Выступая накануне премьеры «Балаганчика» перед актерами с докладом о пьесе, Г. И. Чулков говорил: «Поэт первоначально приходит к «идее неприятия мира»: эмпирический мир пошатнулся, поколебался под его пытливым взглядом. И вот он создает «Балаганчик», пьесу, которую можно назвать мистической сатирой»[†††]. Эта характеристика была как нельзя более меткой. Она может быть отнесена не только к самой пьесе, но с не меньшим правом и к ее постановке. Прочитав описание спектакля, принад­лежащее перу его режиссера, читатель убедится в этом.

Образы «Балаганчика» в конечном счете еще не выходили на просторы больших общественных проблем. Но они несли в себе тоску по живой действительности, неудовлетворенность замкнуто­стью в заколдованном круге пошлости и метафизики. Сама не­уловимая беспокойная двойственность всего того, что открывалось зрителю в причудливой фантасмагории «Балаганчика», разрывала покров тихой, примиряющей созерцательности, который окутывал, например, постановки метерлинковских пьес.

Пьеро играл сам Мейерхольд. Он создавал образ большой тра­гической глубины. Мейерхольдовский Пьеро — «весь в острых углах, сдавленным голосом шепчущий слова нездешней печали... какой-то колючий, пронзающий душу, нежный и вместе с тем дерзкий»[‡‡‡] — был проникнут внутренней болью, горьким чувством одиночества, непонятости и покинутости. То, что Мейерхольд оказался идеальным истолкователем «Ба­лаганчика», не было случайностью. В одном из его писем, напи­санных накануне встречи с пьесой Блока, мы отчетливо улавли­ваем мотивы, перекликающиеся с тем мировосприятием, которое так явственно заявит о себе в «Балаганчике»: «Подмечаю кошмар всевозможных случайностей, раскрываю курьезы своею обострен­ной наблюдательностью, ловлю всякую ерунду и сумму всяких ме­лочей жизни синтезирую, указываю, как все случайно, как все смешно, как все ненужно. Словом, весел, когда спускаюсь на зем­лю, потому что раскрывается марионеточность, вернее, раскрываю ее на каждом шагу»[§§§],— писал Мейерхольд в письме из Витебска 18 сентября 1906 года.
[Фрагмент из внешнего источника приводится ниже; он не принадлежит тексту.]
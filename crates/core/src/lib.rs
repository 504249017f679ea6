// Copyright (C) 2025 Vince Vasta
// SPDX-License-Identifier: Apache-2.0

//! Equilab exhaustive preflop equity enumeration.
//!
//! Given an opponent hand, for each of the 169 preflop hand classes this
//! crate enumerates every 5-cards board from the cards left in the deck,
//! evaluates both hands at showdown, and counts wins, losses, and ties:
//!
//! ```no_run
//! # use equilab_core::*;
//! let mut config = Config::new(Ruleset::holdem(), "QdTd".parse().unwrap());
//! config.classes = vec![HandClass::from_label("AA").unwrap()];
//!
//! let report = run(&config, &HoldemEvaluator, &CancelToken::new()).unwrap();
//! assert_eq!(report.totals.comparisons, 1_712_304);
//! ```
//!
//! The showdown evaluation goes through the [Evaluator] trait so that the
//! enumeration doesn't depend on how hands are ranked.
#![warn(clippy::all, rust_2018_idioms, missing_docs)]

mod cancel;
pub use cancel::CancelToken;

pub mod enumerate;
pub use enumerate::{ClassReport, Config, Partition, Report, run};

mod error;
pub use error::{Error, Result};

pub mod hand;
pub use hand::{ClassKind, Hand, HandClass};

pub mod outcome;
pub use outcome::{Accumulator, BoardResult, Outcome, Totals};

pub mod ruleset;
pub use ruleset::{Betting, Ruleset, RulesetError};

pub mod showdown;
pub use showdown::{Board, Evaluator, HoldemEvaluator, Showdown};

// Reexport cards types.
pub use equilab_cards::{Card, Deck, Rank, Suit};
// Copyright (C) 2025 Vince Vasta
// SPDX-License-Identifier: Apache-2.0

//! Showdown evaluation.
use equilab_cards::Card;
use equilab_eval::HandValue;

use crate::{Hand, Ruleset};

/// The five community cards at showdown.
pub type Board = [Card; 5];

/// The cards dealt to both players at showdown.
#[derive(Debug, Clone, Copy, PartialEq, Eq)]
pub struct Showdown {
    /// The showdown round index.
    pub round: u8,
    /// The players hole cards, seat 0 is the enumerated hand.
    pub hole_cards: [Hand; 2],
    /// The board cards.
    pub board: Board,
}

/// A hand ranking engine.
///
/// The enumeration only compares strengths for the two seats of the same
/// showdown, so strengths must be totally ordered, equal strengths are ties,
/// and evaluating the same showdown twice must return the same strength.
pub trait Evaluator: Sync {
    /// The hand strength, higher is better.
    type Strength: Ord + Copy + Send;

    /// Evaluates the hand of the player at `seat`.
    fn evaluate(&self, ruleset: &Ruleset, seat: usize, showdown: &Showdown) -> Self::Strength;
}

/// Hold'em evaluator, a player hand is the best five cards out of the two
/// hole cards and the board.
#[derive(Debug, Default, Clone, Copy)]
pub struct HoldemEvaluator;

impl Evaluator for HoldemEvaluator {
    type Strength = HandValue;

    #[inline]
    fn evaluate(&self, ruleset: &Ruleset, seat: usize, showdown: &Showdown) -> HandValue {
        debug_assert_eq!(showdown.round, ruleset.showdown_round());

        let [c1, c2] = showdown.hole_cards[seat].cards();
        let [b1, b2, b3, b4, b5] = showdown.board;
        HandValue::eval(&[c1, c2, b1, b2, b3, b4, b5])
    }
}
//! # Definition Scanner
//!
//! Reads raw node definition files from the definitions directory.
//!
//! ## Behavior
//!
//! - Only the top level of the directory is scanned; hidden files are skipped.
//! - Files are visited in lexical file-name order so every scan of the same
//!   directory produces the same batch.
//! - The candidate id is the lower-cased file stem (`ActionNetwork.py` →
//!   `actionnetwork`).
//! - A file that cannot be read (I/O failure, invalid UTF-8) becomes a
//!   [`ScanError`] and is excluded. The scan itself still completes.
//! - When two files map to the same id, the lexically first one wins and the
//!   rest are reported as [`ScanErrorKind::DuplicateId`].
//!
//! The only whole-scan failure is a definitions directory that cannot be
//! listed at all.

use crate::error::{CatalogError, Result, ScanError, ScanErrorKind};
use std::collections::BTreeSet;
use std::fs;
use std::path::{Path, PathBuf};
use tracing::{debug, warn};
use walkdir::WalkDir;

/// A definition file chosen for reading, before its content is loaded.
#[derive(Debug, Clone, PartialEq, Eq)]
pub struct Candidate {
    pub id: String,
    pub path: PathBuf,
}

/// The raw content of one readable definition file.
#[derive(Debug, Clone, PartialEq, Eq)]
pub struct RawDefinition {
    pub id: String,
    pub path: PathBuf,
    pub content: String,
}

/// Result of a full sequential scan.
#[derive(Debug, Default)]
pub struct ScanBatch {
    /// Readable definitions in lexical order.
    pub definitions: Vec<RawDefinition>,
    /// Per-file failures; none of these have a definition in the batch.
    pub errors: Vec<ScanError>,
}

/// Derives the canonical node id from a definition path.
///
/// Returns `None` for paths without a usable UTF-8 stem.
pub fn candidate_id(path: &Path) -> Option<String> {
    let stem = path.file_stem()?.to_str()?.trim();
    if stem.is_empty() {
        return None;
    }
    Some(stem.to_lowercase())
}

fn is_hidden(path: &Path) -> bool {
    path.file_name()
        .and_then(|n| n.to_str())
        .map(|n| n.starts_with('.'))
        .unwrap_or(false)
}

/// Lists definition candidates in lexical order.
///
/// Entries the directory walker cannot stat and duplicate ids are returned
/// as scan errors alongside the candidates.
pub fn list_candidates(dir: &Path) -> Result<(Vec<Candidate>, Vec<ScanError>)> {
    if let Err(source) = fs::read_dir(dir) {
        return Err(CatalogError::DefinitionsDir {
            path: dir.to_path_buf(),
            source,
        });
    }

    let mut candidates = Vec::new();
    let mut errors = Vec::new();
    let mut seen = BTreeSet::new();

    let walker = WalkDir::new(dir)
        .min_depth(1)
        .max_depth(1)
        .sort_by_file_name()
        .into_iter();

    for entry in walker {
        let entry = match entry {
            Ok(entry) => entry,
            Err(err) => {
                let path = err.path().map(Path::to_path_buf).unwrap_or_default();
                let id = candidate_id(&path).unwrap_or_default();
                warn!("Skipping unreadable entry {}: {}", path.display(), err);
                errors.push(ScanError::new(id, path, ScanErrorKind::Unreadable, err.to_string()));
                continue;
            }
        };

        let path = entry.path();
        if !entry.file_type().is_file() || is_hidden(path) {
            continue;
        }

        let Some(id) = candidate_id(path) else {
            debug!("Ignoring definition without usable stem: {}", path.display());
            continue;
        };

        if !seen.insert(id.clone()) {
            warn!("Duplicate node id '{}' from {}", id, path.display());
            errors.push(ScanError::new(
                id,
                path,
                ScanErrorKind::DuplicateId,
                "an earlier definition file already uses this id",
            ));
            continue;
        }

        candidates.push(Candidate {
            id,
            path: path.to_path_buf(),
        });
    }

    Ok((candidates, errors))
}

/// Reads one candidate. Failures are isolated to this file.
pub fn read_candidate(candidate: &Candidate) -> std::result::Result<RawDefinition, ScanError> {
    let unreadable =
        |message: String| ScanError::new(&candidate.id, &candidate.path, ScanErrorKind::Unreadable, message);

    let bytes = fs::read(&candidate.path).map_err(|e| unreadable(e.to_string()))?;
    let content = String::from_utf8(bytes).map_err(|e| unreadable(format!("not valid UTF-8: {}", e)))?;

    Ok(RawDefinition {
        id: candidate.id.clone(),
        path: candidate.path.clone(),
        content,
    })
}

/// Scans the whole directory sequentially.
pub fn scan_dir(dir: &Path) -> Result<ScanBatch> {
    let (candidates, mut errors) = list_candidates(dir)?;
    let mut definitions = Vec::with_capacity(candidates.len());

    for candidate in &candidates {
        match read_candidate(candidate) {
            Ok(raw) => definitions.push(raw),
            Err(err) => {
                warn!("{}", err);
                errors.push(err);
            }
        }
    }

    debug!(
        "Scanned {}: {} readable, {} errors",
        dir.display(),
        definitions.len(),
        errors.len()
    );

    Ok(ScanBatch { definitions, errors })
}

#[cfg(test)]
mod tests {
    use super::*;
    use tempfile::TempDir;

    fn write(dir: &TempDir, name: &str, content: &[u8]) {
        fs::write(dir.path().join(name), content).unwrap();
    }

    #[test]
    fn test_candidate_id_lowercases_stem() {
        assert_eq!(candidate_id(Path::new("/x/ActionNetwork.py")).as_deref(), Some("actionnetwork"));
        assert_eq!(candidate_id(Path::new("slack")).as_deref(), Some("slack"));
    }

    #[test]
    fn test_scan_is_lexical() {
        let dir = TempDir::new().unwrap();
        write(&dir, "zeta.py", b"Z");
        write(&dir, "alpha.py", b"A");
        write(&dir, "mid.py", b"M");

        let batch = scan_dir(dir.path()).unwrap();
        let ids: Vec<_> = batch.definitions.iter().map(|d| d.id.as_str()).collect();
        assert_eq!(ids, vec!["alpha", "mid", "zeta"]);
        assert!(batch.errors.is_empty());
    }

    #[test]
    fn test_invalid_utf8_is_isolated() {
        let dir = TempDir::new().unwrap();
        write(&dir, "good.py", b"fine");
        write(&dir, "bad.py", &[0xff, 0xfe, 0x00, 0x80]);

        let batch = scan_dir(dir.path()).unwrap();
        assert_eq!(batch.definitions.len(), 1);
        assert_eq!(batch.definitions[0].id, "good");
        assert_eq!(batch.errors.len(), 1);
        assert_eq!(batch.errors[0].id, "bad");
        assert_eq!(batch.errors[0].kind, ScanErrorKind::Unreadable);
    }

    #[test]
    fn test_hidden_and_subdirs_skipped() {
        let dir = TempDir::new().unwrap();
        write(&dir, ".hidden.py", b"x");
        fs::create_dir(dir.path().join("nested")).unwrap();
        fs::write(dir.path().join("nested").join("inner.py"), b"x").unwrap();
        write(&dir, "visible.py", b"x");

        let batch = scan_dir(dir.path()).unwrap();
        assert_eq!(batch.definitions.len(), 1);
        assert_eq!(batch.definitions[0].id, "visible");
    }

    #[test]
    fn test_duplicate_ids_first_wins() {
        let dir = TempDir::new().unwrap();
        write(&dir, "Slack.py", b"first");
        write(&dir, "slack.txt", b"second");

        let batch = scan_dir(dir.path()).unwrap();
        assert_eq!(batch.definitions.len(), 1);
        assert_eq!(batch.definitions[0].content, "first");
        assert_eq!(batch.errors.len(), 1);
        assert_eq!(batch.errors[0].kind, ScanErrorKind::DuplicateId);
    }

    #[test]
    fn test_missing_directory_fails_whole_scan() {
        let dir = TempDir::new().unwrap();
        let missing = dir.path().join("nope");
        assert!(matches!(
            scan_dir(&missing),
            Err(CatalogError::DefinitionsDir { .. })
        ));
    }
}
Вот этот мерещившийся художнику неле­пый «кошмар всевозможных случайностей», «марионеточность» житейской повседневности и претворились примерно через три ме­сяца в образы «Балаганчика», придав им особый острый драма­тизм, подчеркнутый резким контрастом комедийно-сатирических мотивов и намеренным примитивизмом отдельных почти буффон­ных приемов.

В постановке пьесы Блока Мейерхольдом была намеренно об­нажена вся механика сценического действия. Этому способствовали декорации художника Н. Н. Сапунова, построившего на сцене вторую сцену — маленького «театрика», имевшего свои подмостки, свой занавес, свою суфлерскую будку, свои порталы и падуги. Как мы узнаем из описания Мейерхольда (в Примечаниях к спи­ску режиссерских работ), верхняя часть этого театрика не была прикрыта, и колосники со всеми веревками и проволоками оказы­вались на виду у публики: «Когда на маленьком «театрике» деко­рации взвиваются вверх, в настоящие колосники театра, публика видит все их движение». Эти особенности формы спектакля были неразрывно связаны с его основным смыслом.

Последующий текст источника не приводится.